La jurisprudence récente rappelle que le dépôt des comptes sociaux a pour but de transmettre une information fiable et transparente sur l’ensemble des entreprises françaises. La tentation de ne pas divulguer ces résultats peut être très grande quand on sait que n’importe quel concurrent peut avoir accès, à tout moment, à cette information.
- Les entreprises concernées par le dépôt des comptes sociaux
L’obligation de déposer ses comptes sociaux s’impose aux dirigeants de SARL, de sociétés par actions ainsi qu’aux sociétés en nom collectif dont tous les associés indéfiniment responsables sont des SARL ou des sociétés par actions.
- Le cas particulier des micro-entreprises et des PME
Le nouvel article L232-25 du Code de commerce, créé par l’ordonnance du 1er février 2014 et complété par la loi dite « Macron » du 6 août 2015, a donné la faculté aux micro-entreprises (définies par les articles L123-16-1 et D123-100) et aux petites et moyennes entreprises (L123-16 et D123-100) de demander, lors du dépôt de leurs comptes sociaux, que leur compte de résultat ne soit pas rendu public.
Cependant, la confidentialité du compte de résultat ne sera pas opposable aux établissements bancaires, à la justice et à l’administration.
En revanche, le bilan et les annexes ne peuvent pas être secrets.
- Les entreprises exemptées du dépôt des comptes sociaux
Sont dispensées de l’obligation d’établir un rapport de gestion les sociétés à responsabilité limitée et les sociétés par actions simplifiées dont l’associé unique, personne physique, assume personnellement la gérance ou la présidence, et qui sont des petites entreprises au sens de l’article L. 123-16.
Cette dispense n’est, cependant, pas applicable aux sociétés appartenant à l’une des catégories définies à l’article L123-6-2 du code de commerce ou dont l’activité consiste à gérer des titres de participations ou des valeurs mobilières (article L232-1 IV du code de commerce).
Les sanctions du non-respect de l’obligation de dépôt
Le non-respect de cette obligation est pénalement sanctionné par une contravention de cinquième classe (1 500 euros puis 3 000 euros en cas de récidive) en vertu des articles R. 247-3 du Code de commerce et 131-13 du Code pénal.
En cas de non dépôt des comptes sociaux, le Code de commerce prévoit, en son article L.611-2, pour le président du tribunal, la faculté, le cas échéant sur demande du président d’un des observatoires mentionnés à l’article L910-1A, d’enjoindre sous astreinte en référé, le dirigeant de toute personne morale de déposer ses comptes.
Cette procédure est une simple faculté offerte au président du tribunal.

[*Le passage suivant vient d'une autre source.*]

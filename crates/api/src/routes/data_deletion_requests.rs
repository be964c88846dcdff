//! Data deletion request route handlers.

use axum::{
    extract::{Path, Query, State},
    http::StatusCode,
    response::IntoResponse,
    routing::{get, post},
    Json, Router,
};
use domain::models::data_deletion::{
    CreateDeletionRequestRequest, ListDeletionRequestsQuery, RejectDeletionRequestRequest,
};
use domain::models::DataDeletionRequest;
use domain::services::DeletionRequestPage;
use uuid::Uuid;
use validator::Validate;

use crate::app::AppState;
use crate::error::ApiError;
use crate::extractors::AdminIdentity;
use crate::routes::ListResponse;

/// Routes:
/// - GET/POST /api/admin/v1/data-deletion-requests
/// - GET /api/admin/v1/data-deletion-requests/:id
/// - POST /api/admin/v1/data-deletion-requests/:id/{review,approve,reject,execute}
pub fn router() -> Router<AppState> {
    Router::new()
        .route("/", get(list_requests).post(create_request))
        .route("/:id", get(get_request))
        .route("/:id/review", post(review_request))
        .route("/:id/approve", post(approve_request))
        .route("/:id/reject", post(reject_request))
        .route("/:id/execute", post(execute_request))
}

impl From<DeletionRequestPage> for ListResponse<DataDeletionRequest> {
    fn from(page: DeletionRequestPage) -> Self {
        Self {
            data: page.data,
            pagination: page.pagination,
        }
    }
}

async fn list_requests(
    State(state): State<AppState>,
    _admin: AdminIdentity,
    Query(query): Query<ListDeletionRequestsQuery>,
) -> Result<impl IntoResponse, ApiError> {
    let page = state.data_deletion.list(&query).await?;
    Ok(Json(ListResponse::from(page)))
}

async fn create_request(
    State(state): State<AppState>,
    admin: AdminIdentity,
    Json(request): Json<CreateDeletionRequestRequest>,
) -> Result<impl IntoResponse, ApiError> {
    let created = state
        .data_deletion
        .create(request, Some(admin.as_str()))
        .await?;
    Ok((StatusCode::CREATED, Json(created)))
}

async fn get_request(
    State(state): State<AppState>,
    _admin: AdminIdentity,
    Path(id): Path<Uuid>,
) -> Result<impl IntoResponse, ApiError> {
    Ok(Json(state.data_deletion.get(id).await?))
}

async fn review_request(
    State(state): State<AppState>,
    admin: AdminIdentity,
    Path(id): Path<Uuid>,
) -> Result<impl IntoResponse, ApiError> {
    let updated = state
        .data_deletion
        .start_review(id, Some(admin.as_str()))
        .await?;
    Ok(Json(updated))
}

async fn approve_request(
    State(state): State<AppState>,
    admin: AdminIdentity,
    Path(id): Path<Uuid>,
) -> Result<impl IntoResponse, ApiError> {
    let updated = state
        .data_deletion
        .approve(id, Some(admin.as_str()))
        .await?;
    Ok(Json(updated))
}

async fn reject_request(
    State(state): State<AppState>,
    admin: AdminIdentity,
    Path(id): Path<Uuid>,
    Json(body): Json<RejectDeletionRequestRequest>,
) -> Result<impl IntoResponse, ApiError> {
    body.validate()?;
    let updated = state
        .data_deletion
        .reject(id, &body.reason, Some(admin.as_str()))
        .await?;
    Ok(Json(updated))
}

async fn execute_request(
    State(state): State<AppState>,
    admin: AdminIdentity,
    Path(id): Path<Uuid>,
) -> Result<impl IntoResponse, ApiError> {
    let updated = state
        .data_deletion
        .execute_deletion(id, Some(admin.as_str()))
        .await?;
    Ok(Json(updated))
}
//! Backup record domain models.

use chrono::{DateTime, Utc};
use serde::{Deserialize, Serialize};
use std::str::FromStr;
use uuid::Uuid;
use validator::Validate;

/// Default backup retention.
pub const DEFAULT_BACKUP_RETENTION_DAYS: i64 = 30;

/// Kind of backup.
#[derive(Debug, Clone, Copy, PartialEq, Eq, Serialize, Deserialize)]
#[serde(rename_all = "lowercase")]
pub enum BackupType {
    Full,
    Incremental,
    Differential,
    Collections,
}

impl FromStr for BackupType {
    type Err = String;

    fn from_str(s: &str) -> Result<Self, Self::Err> {
        match s {
            "full" => Ok(BackupType::Full),
            "incremental" => Ok(BackupType::Incremental),
            "differential" => Ok(BackupType::Differential),
            "collections" => Ok(BackupType::Collections),
            _ => Err(format!("Unknown backup type: {}", s)),
        }
    }
}

impl std::fmt::Display for BackupType {
    fn fmt(&self, f: &mut std::fmt::Formatter<'_>) -> std::fmt::Result {
        match self {
            BackupType::Full => write!(f, "full"),
            BackupType::Incremental => write!(f, "incremental"),
            BackupType::Differential => write!(f, "differential"),
            BackupType::Collections => write!(f, "collections"),
        }
    }
}

/// Lifecycle of a backup job: `pending -> in-progress -> completed | failed`.
#[derive(Debug, Clone, Copy, PartialEq, Eq, Serialize, Deserialize)]
#[serde(rename_all = "kebab-case")]
pub enum BackupStatus {
    Pending,
    InProgress,
    Completed,
    Failed,
}

impl BackupStatus {
    pub fn is_terminal(&self) -> bool {
        matches!(self, BackupStatus::Completed | BackupStatus::Failed)
    }

    pub fn as_str(&self) -> &'static str {
        match self {
            BackupStatus::Pending => "pending",
            BackupStatus::InProgress => "in-progress",
            BackupStatus::Completed => "completed",
            BackupStatus::Failed => "failed",
        }
    }
}

impl FromStr for BackupStatus {
    type Err = String;

    fn from_str(s: &str) -> Result<Self, Self::Err> {
        match s {
            "pending" => Ok(BackupStatus::Pending),
            "in-progress" | "in_progress" => Ok(BackupStatus::InProgress),
            "completed" => Ok(BackupStatus::Completed),
            "failed" => Ok(BackupStatus::Failed),
            _ => Err(format!("Unknown backup status: {}", s)),
        }
    }
}

impl std::fmt::Display for BackupStatus {
    fn fmt(&self, f: &mut std::fmt::Formatter<'_>) -> std::fmt::Result {
        f.write_str(self.as_str())
    }
}

/// One backup job and its artifact.
#[derive(Debug, Clone, PartialEq, Serialize)]
#[serde(rename_all = "snake_case")]
pub struct BackupRecord {
    pub id: Uuid,
    /// Unique, time-derived identifier.
    pub backup_id: String,
    pub backup_type: BackupType,
    /// Empty means the whole database.
    pub collections: Vec<String>,
    pub status: BackupStatus,
    #[serde(skip_serializing_if = "Option::is_none")]
    pub description: Option<String>,
    /// Artifact size in bytes.
    #[serde(skip_serializing_if = "Option::is_none")]
    pub size: Option<i64>,
    #[serde(skip_serializing_if = "Option::is_none")]
    pub path: Option<String>,
    #[serde(skip_serializing_if = "Option::is_none")]
    pub s3_key: Option<String>,
    /// SHA-256 of the artifact, hex encoded.
    #[serde(skip_serializing_if = "Option::is_none")]
    pub checksum: Option<String>,
    pub encrypted: bool,
    #[serde(skip_serializing_if = "Option::is_none")]
    pub error_message: Option<String>,
    #[serde(skip_serializing_if = "Option::is_none")]
    pub created_by: Option<String>,
    #[serde(skip_serializing_if = "Option::is_none")]
    pub started_at: Option<DateTime<Utc>>,
    #[serde(skip_serializing_if = "Option::is_none")]
    pub completed_at: Option<DateTime<Utc>>,
    /// Milliseconds between `started_at` and `completed_at`.
    #[serde(skip_serializing_if = "Option::is_none")]
    pub duration_ms: Option<i64>,
    pub is_restored: bool,
    #[serde(skip_serializing_if = "Option::is_none")]
    pub restored_by: Option<String>,
    #[serde(skip_serializing_if = "Option::is_none")]
    pub restored_at: Option<DateTime<Utc>>,
    pub expires_at: DateTime<Utc>,
    pub created_at: DateTime<Utc>,
    pub updated_at: DateTime<Utc>,
}

/// Storage input for a new backup record.
#[derive(Debug, Clone)]
pub struct NewBackupRecord {
    pub backup_id: String,
    pub backup_type: BackupType,
    pub collections: Vec<String>,
    pub description: Option<String>,
    pub created_by: Option<String>,
    pub created_at: DateTime<Utc>,
    pub expires_at: DateTime<Utc>,
}

/// Outcome written when a job finishes successfully.
#[derive(Debug, Clone)]
pub struct BackupCompletion {
    pub size: i64,
    pub path: String,
    pub checksum: Option<String>,
    pub completed_at: DateTime<Utc>,
    pub duration_ms: i64,
}

/// Request to start a backup.
#[derive(Debug, Clone, Default, Deserialize, Validate)]
#[serde(rename_all = "snake_case")]
pub struct CreateBackupRequest {
    #[validate(length(max = 100, message = "At most 100 collections per backup"))]
    #[serde(default)]
    pub collections: Option<Vec<String>>,
    #[validate(length(max = 500, message = "Description too long"))]
    #[serde(default)]
    pub description: Option<String>,
}

/// Request to restore a backup; the id must be echoed back as confirmation.
#[derive(Debug, Clone, Deserialize, Validate)]
#[serde(rename_all = "snake_case")]
pub struct RestoreBackupRequest {
    #[validate(length(min = 1, message = "Confirmation is required"))]
    pub confirm_backup_id: String,
}

/// Time-limited handle for downloading a backup artifact.
#[derive(Debug, Clone, PartialEq, Eq, Serialize)]
#[serde(rename_all = "snake_case")]
pub struct BackupDownloadHandle {
    pub backup_id: String,
    pub download_url: String,
    pub expires_at: DateTime<Utc>,
    #[serde(skip_serializing_if = "Option::is_none")]
    pub size: Option<i64>,
    #[serde(skip_serializing_if = "Option::is_none")]
    pub checksum: Option<String>,
}

/// Query parameters for listing backups.
#[derive(Debug, Clone, Default, Deserialize)]
#[serde(rename_all = "snake_case")]
pub struct ListBackupsQuery {
    #[serde(default)]
    pub status: Option<BackupStatus>,
    #[serde(default)]
    pub page: Option<u32>,
    #[serde(default)]
    pub per_page: Option<u32>,
}
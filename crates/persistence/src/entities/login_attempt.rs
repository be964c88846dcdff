//! Login attempt ledger entity.

use chrono::{DateTime, Utc};
use domain::models::{LoginAttempt, LoginStatus};
use sqlx::FromRow;
use uuid::Uuid;

/// Database enum for login outcomes.
#[derive(Debug, Clone, Copy, PartialEq, Eq, sqlx::Type)]
#[sqlx(type_name = "login_status", rename_all = "lowercase")]
pub enum LoginStatusDb {
    Success,
    Failure,
}

impl From<LoginStatusDb> for LoginStatus {
    fn from(db: LoginStatusDb) -> Self {
        match db {
            LoginStatusDb::Success => LoginStatus::Success,
            LoginStatusDb::Failure => LoginStatus::Failure,
        }
    }
}

impl From<LoginStatus> for LoginStatusDb {
    fn from(status: LoginStatus) -> Self {
        match status {
            LoginStatus::Success => LoginStatusDb::Success,
            LoginStatus::Failure => LoginStatusDb::Failure,
        }
    }
}

/// Database row mapping for the login_attempts table.
#[derive(Debug, Clone, FromRow)]
pub struct LoginAttemptEntity {
    pub id: Uuid,
    pub identifier: String,
    pub user_id: Option<String>,
    pub ip_address: String,
    pub user_agent: String,
    pub status: LoginStatusDb,
    pub failure_reason: Option<String>,
    pub device: String,
    pub browser: String,
    pub is_suspicious: bool,
    pub created_at: DateTime<Utc>,
    pub expires_at: DateTime<Utc>,
}

impl From<LoginAttemptEntity> for LoginAttempt {
    fn from(entity: LoginAttemptEntity) -> Self {
        Self {
            id: entity.id,
            identifier: entity.identifier,
            user_id: entity.user_id,
            ip_address: entity.ip_address,
            user_agent: entity.user_agent,
            status: entity.status.into(),
            failure_reason: entity.failure_reason,
            device: entity.device,
            browser: entity.browser,
            is_suspicious: entity.is_suspicious,
            created_at: entity.created_at,
            expires_at: entity.expires_at,
        }
    }
}

/// Row of the failed-attempts aggregation.
#[derive(Debug, Clone, FromRow)]
pub struct FailedAttemptAggregateEntity {
    pub identifier: String,
    pub count: i64,
    pub ip_addresses: Vec<String>,
    pub last_attempt_at: DateTime<Utc>,
}

/// Row of the stats aggregation.
#[derive(Debug, Clone, FromRow)]
pub struct LoginAttemptStatsEntity {
    pub total: i64,
    pub successful: i64,
    pub failed: i64,
    pub suspicious: i64,
    pub unique_identifiers: i64,
    pub unique_ips: i64,
}
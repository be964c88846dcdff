//! Request id propagation.

use axum::{
    body::Body,
    http::{header::HeaderName, HeaderValue, Request},
    middleware::Next,
    response::Response,
};
use tracing::Instrument;
use uuid::Uuid;

pub const REQUEST_ID_HEADER: &str = "X-Request-ID";

/// Request id stored in request extensions.
#[derive(Debug, Clone)]
pub struct RequestId(pub String);

/// Reuses the caller's `X-Request-ID` or generates one, runs the request in a
/// span carrying it, and echoes it on the response.
pub async fn trace_id(mut req: Request<Body>, next: Next) -> Response {
    let request_id = req
        .headers()
        .get(REQUEST_ID_HEADER)
        .and_then(|v| v.to_str().ok())
        .filter(|s| !s.is_empty() && s.len() <= 128)
        .map(|s| s.to_string())
        .unwrap_or_else(|| Uuid::new_v4().to_string());

    req.extensions_mut().insert(RequestId(request_id.clone()));

    let span = tracing::info_span!(
        "request",
        request_id = %request_id,
        method = %req.method(),
        path = %req.uri().path(),
    );

    let start = std::time::Instant::now();
    let mut response = next.run(req).instrument(span.clone()).await;

    span.in_scope(|| {
        tracing::info!(
            status = response.status().as_u16(),
            duration_ms = start.elapsed().as_millis() as u64,
            "Request completed"
        );
    });

    if let Ok(value) = HeaderValue::from_str(&request_id) {
        response
            .headers_mut()
            .insert(HeaderName::from_static("x-request-id"), value);
    }

    response
}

En cas de non-respect de l’injonction par le dirigeant défaillant, le président du tribunal peut désigner un mandataire afin qu’il dépose les comptes en lieu et place du dirigeant. De même, à la demande de tout intéressé ou du ministère public, le Président statuant en référé, peut enjoindre sous astreinte au dirigeant de toute personne morale de procéder au dépôt des pièces et actes au registre du commerce et des sociétés.
Ainsi, toute personne qui se heurte à l’impossibilité de consulter les comptes d’une société peut saisir la justice. La notion « tout intéressé » étant interprétée très largement : le demandeur peut avoir un intérêt légitime à introduire l’action mais aussi être animé par une simple curiosité (CA Poitiers, 2e ch. Civ., 18 janv. 2011).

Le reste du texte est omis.